impl GattServerSession {
    pub fn mtu(&self) -> u16 {
        self.mtu.load(Ordering::Acquire)
    }

    /// Drives the ATT request loop for this connection until the channel closes.
    pub async fn run(self: Arc<Self>) {
        loop {
            let bytes = match self.channel.read(Duration::from_secs(3600)).await {
                Ok(bytes) => bytes,
                Err(ble_l2cap::L2capError::Timeout) => continue,
                Err(_) => break,
            };
            let request = match AttPdu::parse(&bytes) {
                Ok(req) => req,
                Err(_) => continue,
            };
            if matches!(request, AttPdu::HandleValueCnf) {
                if let Some(tx) = self.indication_ack.lock().unwrap().take() {
                    let _ = tx.send(());
                }
                continue;
            }
            if matches!(request, AttPdu::WriteCmd { .. }) {
                self.handle_write_cmd(request).await;
                continue;
            }
            let response = self.handle_request(request).await;
            if self.channel.write(&response.to_bytes()).await.is_err() {
                break;
            }
        }
    }

    async fn handle_write_cmd(&self, request: AttPdu) {
        if let AttPdu::WriteCmd { handle, value } = request {
            let _ = self.commit_write(handle, &value).await;
        }
    }

    async fn handle_request(&self, request: AttPdu) -> AttPdu {
        match request {
            AttPdu::ExchangeMtuReq { mtu: peer_mtu } => {
                let negotiated = peer_mtu.min(self.server.max_mtu);
                self.mtu.store(negotiated, Ordering::Release);
                AttPdu::ExchangeMtuRsp { mtu: negotiated.min(self.server.max_mtu) }
            }
            AttPdu::ReadByGroupTypeReq { start_handle, end_handle, group_type } => self.read_by_group_type(start_handle, end_handle, group_type),
            AttPdu::ReadByTypeReq { start_handle, end_handle, attribute_type } => self.read_by_type(start_handle, end_handle, attribute_type),
            AttPdu::FindInformationReq { start_handle, end_handle } => self.find_information(start_handle, end_handle),
            AttPdu::ReadReq { handle } => self.read_value(handle, 0).await,
            AttPdu::ReadBlobReq { handle, offset } => self.read_value(handle, offset).await,
            AttPdu::WriteReq { handle, value } => match self.commit_write(handle, &value).await {
                Ok(()) => AttPdu::WriteRsp,
                Err(code) => error_rsp(crate::pdu::opcode::WRITE_REQ, handle, code),
            },
            other => error_rsp(other.opcode(), 0, error_code::REQUEST_NOT_SUPPORTED),
        }
    }

    fn read_by_group_type(&self, start: u16, end: u16, group_type: Uuid) -> AttPdu {
        if group_type != Uuid::from_u16(UUID_PRIMARY_SERVICE) {
            return error_rsp(crate::pdu::opcode::READ_BY_GROUP_TYPE_REQ, start, error_code::UNSUPPORTED_GROUP_TYPE);
        }
        let data: Vec<GroupAttrData> = self
            .server
            .attributes
            .iter()
            .filter(|a| matches!(a.kind, AttributeKind::PrimaryService) && a.handle >= start && a.handle <= end)
            .map(|a| GroupAttrData { handle: a.handle, end_group_handle: a.service_end, value: uuid_bytes(&a.uuid) })
            .collect();
        if data.is_empty() {
            error_rsp(crate::pdu::opcode::READ_BY_GROUP_TYPE_REQ, start, error_code::ATTRIBUTE_NOT_FOUND)
        } else {
            AttPdu::ReadByGroupTypeRsp { data }
        }
    }

    fn read_by_type(&self, start: u16, end: u16, attribute_type: Uuid) -> AttPdu {
        if attribute_type != Uuid::from_u16(UUID_CHARACTERISTIC) {
            return error_rsp(crate::pdu::opcode::READ_BY_TYPE_REQ, start, error_code::ATTRIBUTE_NOT_FOUND);
        }
        let data: Vec<TypeAttrData> = self
            .server
            .attributes
            .iter()
            .filter_map(|a| match a.kind {
                AttributeKind::CharacteristicDecl { value_handle, properties } if a.handle >= start && a.handle <= end => {
                    let value_uuid = self.server.attributes.iter().find(|v| v.handle == value_handle)?;
                    let mut value = Vec::with_capacity(3 + 16);
                    value.push(properties);
                    value.extend_from_slice(&value_handle.to_le_bytes());
                    value.extend_from_slice(&uuid_bytes(&value_uuid.uuid));
                    Some(TypeAttrData { handle: a.handle, value })
                }
                _ => None,
            })
            .collect();
        if data.is_empty() {
            error_rsp(crate::pdu::opcode::READ_BY_TYPE_REQ, start, error_code::ATTRIBUTE_NOT_FOUND)
        } else {
            AttPdu::ReadByTypeRsp { data }
        }
    }

    fn find_information(&self, start: u16, end: u16) -> AttPdu {
        let data: Vec<InformationData> = self
            .server
            .attributes
            .iter()
            .filter(|a| a.handle >= start && a.handle <= end)
            .map(|a| {
                let uuid = match a.kind {
                    AttributeKind::PrimaryService => Uuid::from_u16(UUID_PRIMARY_SERVICE),
                    AttributeKind::CharacteristicDecl { .. } => Uuid::from_u16(UUID_CHARACTERISTIC),
                    _ => a.uuid,
                };
                InformationData { handle: a.handle, uuid }
            })
            .collect();
        if data.is_empty() {
            error_rsp(crate::pdu::opcode::FIND_INFORMATION_REQ, start, error_code::ATTRIBUTE_NOT_FOUND)
        } else {
            AttPdu::FindInformationRsp { data }
        }
    }

    async fn read_value(&self, handle: u16, offset: u16) -> AttPdu {
        let Some(lock) = self.server.values.get(&handle) else {
            return error_rsp(crate::pdu::opcode::READ_REQ, handle, error_code::INVALID_HANDLE);
        };
        let stored = lock.read().await;
        let location = self.server.locations.get(&handle).copied();
        let full = if let Some(location) = location {
            let outcome = if location.descriptor_uuid.is_some() {
                self.server.listener.read_descriptor_value(self.device, location, &stored).await
            } else {
                self.server.listener.read_char_value(self.device, location, &stored).await
            };
            match outcome {
                Ok(value) => value,
                Err(code) => return error_rsp(crate::pdu::opcode::READ_REQ, handle, code),
            }
        } else {
            stored.clone()
        };
        let offset = offset as usize;
        if offset > full.len() {
            return error_rsp(crate::pdu::opcode::READ_BLOB_REQ, handle, error_code::INVALID_OFFSET);
        }
        let ceiling = (self.mtu() - 1) as usize;
        let slice = &full[offset..];
        let chunk: Vec<u8> = slice.iter().take(ceiling).copied().collect();
        if offset == 0 {
            AttPdu::ReadRsp { value: chunk }
        } else {
            AttPdu::ReadBlobRsp { value: chunk }
        }
    }

    async fn commit_write(&self, handle: u16, value: &[u8]) -> Result<(), u8> {
        let Some(lock) = self.server.values.get(&handle) else {
            return Err(error_code::INVALID_HANDLE);
        };
        let Some(location) = self.server.locations.get(&handle).copied() else {
            return Err(error_code::INVALID_HANDLE);
        };
        if location.descriptor_uuid == Some(Uuid::from_u16(UUID_CLIENT_CHAR_CONFIG)) {
            if value.len() != 2 {
                return Err(error_code::INVALID_ATTRIBUTE_VALUE_LENGTH);
            }
            self.server.listener.write_descriptor_value(self.device, location, value).await?;
            *lock.write().await = value.to_vec();
            let bits = u16::from_le_bytes([value[0], value[1]]);
            self.server.cccd.lock().unwrap().insert((self.device, handle), bits);
            self.server
                .listener
                .client_char_config_changed(self.device, location, bits & CCCD_NOTIFY != 0, bits & CCCD_INDICATE != 0)
                .await;
            self.server.listener.write_descriptor_value_done(self.device, location, value).await;
            return Ok(());
        }
        if location.descriptor_uuid.is_some() {
            self.server.listener.write_descriptor_value(self.device, location, value).await?;
            *lock.write().await = value.to_vec();
            self.server.listener.write_descriptor_value_done(self.device, location, value).await;
        } else {
            self.server.listener.write_char_value(self.device, location, value).await?;
            *lock.write().await = value.to_vec();
            self.server.listener.write_char_value_done(self.device, location, value).await;
        }
        Ok(())
    }

    /// Sends a notification if the client has enabled it via CCCD; a no-op otherwise.
    pub async fn send_notification(&self, value_handle: u16, value: Vec<u8>) -> Result<(), GattError> {
        if !self.cccd_enabled(value_handle, CCCD_NOTIFY) {
            return Ok(());
        }
        self.channel.write(&AttPdu::HandleValueNtf { handle: value_handle, value }.to_bytes()).await?;
        Ok(())
    }

    /// Sends an indication if enabled, awaiting confirmation with a 30 s timeout.
    pub async fn send_indication(&self, value_handle: u16, value: Vec<u8>) -> Result<(), GattError> {
        if !self.cccd_enabled(value_handle, CCCD_INDICATE) {
            return Ok(());
        }
        let (tx, rx) = oneshot::channel();
        *self.indication_ack.lock().unwrap() = Some(tx);
        self.channel.write(&AttPdu::HandleValueInd { handle: value_handle, value }.to_bytes()).await?;
        match tokio::time::timeout(INDICATION_TIMEOUT, rx).await {
            Ok(Ok(())) => Ok(()),
            Ok(Err(_)) => Err(GattError::PeerClosed),
            Err(_) => {
                self.indication_ack.lock().unwrap().take();
                Err(GattError::Timeout)
            }
        }
    }

    fn cccd_enabled(&self, value_handle: u16, bit: u16) -> bool {
        let Some(cccd_handle) = self.server.cccd_handle_for_value(value_handle) else {
            return false;
        };
        self.server
            .cccd
            .lock()
            .unwrap()
            .get(&(self.device, cccd_handle))
            .is_some_and(|bits| bits & bit != 0)
    }
}
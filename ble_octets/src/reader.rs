//! Zero-copy little-endian reader over an inbound frame. Every `get_*`
//! advances the cursor; slices borrowed via [`Reader::get_bytes`] /
//! [`Reader::remaining`] alias the original buffer rather than copying it —
//! callers that need to retain data past the lifetime of the frame must
//! copy it themselves (see the buffer-ownership rule in `ble_host`'s docs).

use thiserror::Error;
use uuid::Uuid;

use ble_shared::{Address, UuidExt};

#[derive(Error, Debug, Clone, Copy, PartialEq, Eq)]
pub enum ReadError {
    #[error("unexpected end of buffer: needed {needed} bytes, {remaining} remained")]
    UnexpectedEof { needed: usize, remaining: usize },
}

pub struct Reader<'a> {
    buf: &'a [u8],
    pos: usize,
}

impl<'a> Reader<'a> {
    pub fn new(buf: &'a [u8]) -> Self {
        Self { buf, pos: 0 }
    }

    pub fn remaining(&self) -> usize {
        self.buf.len() - self.pos
    }

    pub fn remaining_slice(&self) -> &'a [u8] {
        &self.buf[self.pos..]
    }

    pub fn is_empty(&self) -> bool {
        self.remaining() == 0
    }

    fn require(&self, n: usize) -> Result<(), ReadError> {
        if self.remaining() < n {
            Err(ReadError::UnexpectedEof {
                needed: n,
                remaining: self.remaining(),
            })
        } else {
            Ok(())
        }
    }

    /// Borrows the next `n` bytes without copying.
    pub fn get_bytes(&mut self, n: usize) -> Result<&'a [u8], ReadError> {
        self.require(n)?;
        let slice = &self.buf[self.pos..self.pos + n];
        self.pos += n;
        Ok(slice)
    }

    pub fn get_u8(&mut self) -> Result<u8, ReadError> {
        Ok(self.get_bytes(1)?[0])
    }

    pub fn get_u16_le(&mut self) -> Result<u16, ReadError> {
        let b = self.get_bytes(2)?;
        Ok(u16::from_le_bytes([b[0], b[1]]))
    }

    pub fn get_u32_le(&mut self) -> Result<u32, ReadError> {
        let b = self.get_bytes(4)?;
        Ok(u32::from_le_bytes([b[0], b[1], b[2], b[3]]))
    }

    pub fn get_u64_le(&mut self) -> Result<u64, ReadError> {
        let b = self.get_bytes(8)?;
        Ok(u64::from_le_bytes([
            b[0], b[1], b[2], b[3], b[4], b[5], b[6], b[7],
        ]))
    }

    pub fn get_i8(&mut self) -> Result<i8, ReadError> {
        Ok(self.get_u8()? as i8)
    }

    /// Reads a 6-octet `BD_ADDR` in HCI (little-endian) order.
    pub fn get_address(&mut self) -> Result<Address, ReadError> {
        let b = self.get_bytes(6)?;
        Ok(Address::from_hci_bytes([b[0], b[1], b[2], b[3], b[4], b[5]]))
    }

    /// Reads a 16-bit UUID and expands it to its 128-bit canonical form.
    pub fn get_uuid16(&mut self) -> Result<Uuid, ReadError> {
        Ok(Uuid::from_u16(self.get_u16_le()?))
    }

    /// Reads a 32-bit UUID and expands it to its 128-bit canonical form.
    pub fn get_uuid32(&mut self) -> Result<Uuid, ReadError> {
        Ok(Uuid::from_u32(self.get_u32_le()?))
    }

    /// Reads a 128-bit UUID, stored little-endian on the wire as ATT/GATT
    /// requires (reverse of the canonical big-endian string form).
    pub fn get_uuid128(&mut self) -> Result<Uuid, ReadError> {
        let b = self.get_bytes(16)?;
        let mut be = [0u8; 16];
        for i in 0..16 {
            be[i] = b[15 - i];
        }
        Ok(Uuid::from_bytes(be))
    }

    /// Reads a UUID whose width (2, 4, or 16 bytes) is known from context,
    /// e.g. an ATT Read By Type response's reported UUID length.
    pub fn get_uuid_sized(&mut self, len: usize) -> Result<Uuid, ReadError> {
        match len {
            2 => self.get_uuid16(),
            4 => self.get_uuid32(),
            16 => self.get_uuid128(),
            _ => {
                self.require(len)?;
                Err(ReadError::UnexpectedEof {
                    needed: 16,
                    remaining: self.remaining(),
                })
            }
        }
    }
}

#[cfg(test)]
mod tests {
    use super::*;

    #[test]
    fn reads_little_endian_integers() {
        let buf = [0x01, 0x02, 0x03, 0x04, 0x05, 0x06, 0x07, 0x08];
        let mut r = Reader::new(&buf);
        assert_eq!(r.get_u8().unwrap(), 0x01);
        assert_eq!(r.get_u16_le().unwrap(), 0x0302);
        assert_eq!(r.get_u32_le().unwrap(), 0x08070605);
    }

    #[test]
    fn eof_reports_shortfall() {
        let buf = [0x01];
        let mut r = Reader::new(&buf);
        let err = r.get_u16_le().unwrap_err();
        assert_eq!(
            err,
            ReadError::UnexpectedEof {
                needed: 2,
                remaining: 1
            }
        );
    }

    #[test]
    fn uuid16_expands_against_base_uuid() {
        let buf = [0x19, 0x2A];
        let mut r = Reader::new(&buf);
        let uuid = r.get_uuid16().unwrap();
        assert_eq!(uuid.to_string(), "00002a19-0000-1000-8000-00805f9b34fb");
    }

    #[test]
    fn uuid128_is_wire_reversed() {
        let mut buf = [0u8; 16];
        buf[15] = 0x12;
        buf[14] = 0x34;
        let mut r = Reader::new(&buf);
        let uuid = r.get_uuid128().unwrap();
        assert!(uuid.to_string().starts_with("1234"));
    }

    #[test]
    fn get_address_preserves_hci_byte_order() {
        let buf = [0x6F, 0x5E, 0x4D, 0x3C, 0x2B, 0x1A];
        let mut r = Reader::new(&buf);
        let addr = r.get_address().unwrap();
        assert_eq!(addr.to_string(), "1A:2B:3C:4D:5E:6F");
    }
}
//! Opens one raw HCI socket per adapter, installs a kernel-side filter that
//! whitelists the event codes the engine subscribes to, and exposes a
//! framed read/write interface over [`crate::frame::Frame`]. This layer
//! does not fragment ACL payloads — `ble_l2cap` enforces the max payload
//! above it — and reads are framed by the kernel raw-socket boundary rather
//! than length-prefixed by us.

use ble_sock::hci::{Filter, Socket, SocketAddr};

use crate::error::HciError;
use crate::frame::Frame;

const READ_BUF_SIZE: usize = 1024;

/// Event codes the engine must receive per spec: CommandComplete (0x0E),
/// CommandStatus (0x0F), Number Of Completed Packets (0x13), Connection
/// Complete (0x03), Disconnection Complete (0x05), Max Slots Change (0x1B),
/// and the LE Meta Event umbrella (0x3E) carrying advertising reports,
/// connection (update) complete, read remote used features, LTK request
/// and PHY update complete as sub-events.
const SUBSCRIBED_EVENTS: &[u8] = &[0x03, 0x05, 0x0E, 0x0F, 0x13, 0x1B, 0x3E];

pub struct HciTransport {
    socket: Socket,
}

impl HciTransport {
    /// Opens and binds a raw HCI socket to `dev_id`, installing the filter
    /// that admits Command, Event and ACL-Data packets for the event codes
    /// the engine needs.
    pub fn open(dev_id: u16) -> Result<Self, HciError> {
        let socket = Socket::new()?;
        socket.bind(SocketAddr::new(dev_id))?;
        let mut filter = Filter::new();
        filter.set_packet_type(crate::frame::PACKET_EVENT);
        filter.set_packet_type(crate::frame::PACKET_ACL_DATA);
        for &code in SUBSCRIBED_EVENTS {
            filter.set_event(code);
        }
        socket.set_filter(filter)?;
        Ok(Self { socket })
    }

    /// Reads one inbound frame. Framing is whatever the kernel socket
    /// delivers per `recv()`; this never blocks past the first whole
    /// packet since raw HCI sockets are packet-oriented.
    pub async fn read_frame(&self) -> Result<Frame, HciError> {
        let mut buf = vec![0u8; READ_BUF_SIZE];
        let n = self.socket.recv(&mut buf).await?;
        if n == 0 {
            return Err(HciError::TransportClosed);
        }
        buf.truncate(n);
        Ok(Frame::parse(&buf)?)
    }

    pub async fn write_frame(&self, frame: &Frame) -> Result<(), HciError> {
        let bytes = frame.to_bytes();
        self.socket.send(&bytes).await?;
        Ok(())
    }
}

#[cfg(test)]
mod tests {
    use super::*;

    #[test]
    fn subscribed_events_cover_spec_minimum() {
        for code in [0x03u8, 0x05, 0x0E, 0x0F, 0x13, 0x1B, 0x3E] {
            assert!(SUBSCRIBED_EVENTS.contains(&code));
        }
    }
}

● Brief
Take the lines above from the one containing "buf[14] = 0x34;" to the one containing "the kernel socket" and retype them exactly, both ends included, with nothing added.

● Output
        buf[14] = 0x34;
        let mut r = Reader::new(&buf);
        let uuid = r.get_uuid128().unwrap();
        assert!(uuid.to_string().starts_with("1234"));
    }

    #[test]
    fn get_address_preserves_hci_byte_order() {
        let buf = [0x6F, 0x5E, 0x4D, 0x3C, 0x2B, 0x1A];
        let mut r = Reader::new(&buf);
        let addr = r.get_address().unwrap();
        assert_eq!(addr.to_string(), "1A:2B:3C:4D:5E:6F");
    }
}
//! Opens one raw HCI socket per adapter, installs a kernel-side filter that
//! whitelists the event codes the engine subscribes to, and exposes a
//! framed read/write interface over [`crate::frame::Frame`]. This layer
//! does not fragment ACL payloads — `ble_l2cap` enforces the max payload
//! above it — and reads are framed by the kernel raw-socket boundary rather
//! than length-prefixed by us.

use ble_sock::hci::{Filter, Socket, SocketAddr};

use crate::error::HciError;
use crate::frame::Frame;

const READ_BUF_SIZE: usize = 1024;

/// Event codes the engine must receive per spec: CommandComplete (0x0E),
/// CommandStatus (0x0F), Number Of Completed Packets (0x13), Connection
/// Complete (0x03), Disconnection Complete (0x05), Max Slots Change (0x1B),
/// and the LE Meta Event umbrella (0x3E) carrying advertising reports,
/// connection (update) complete, read remote used features, LTK request
/// and PHY update complete as sub-events.
const SUBSCRIBED_EVENTS: &[u8] = &[0x03, 0x05, 0x0E, 0x0F, 0x13, 0x1B, 0x3E];

pub struct HciTransport {
    socket: Socket,
}

impl HciTransport {
    /// Opens and binds a raw HCI socket to `dev_id`, installing the filter
    /// that admits Command, Event and ACL-Data packets for the event codes
    /// the engine needs.
    pub fn open(dev_id: u16) -> Result<Self, HciError> {
        let socket = Socket::new()?;
        socket.bind(SocketAddr::new(dev_id))?;
        let mut filter = Filter::new();
        filter.set_packet_type(crate::frame::PACKET_EVENT);
        filter.set_packet_type(crate::frame::PACKET_ACL_DATA);
        for &code in SUBSCRIBED_EVENTS {
            filter.set_event(code);
        }
        socket.set_filter(filter)?;
        Ok(Self { socket })
    }

    /// Reads one inbound frame. Framing is whatever the kernel socket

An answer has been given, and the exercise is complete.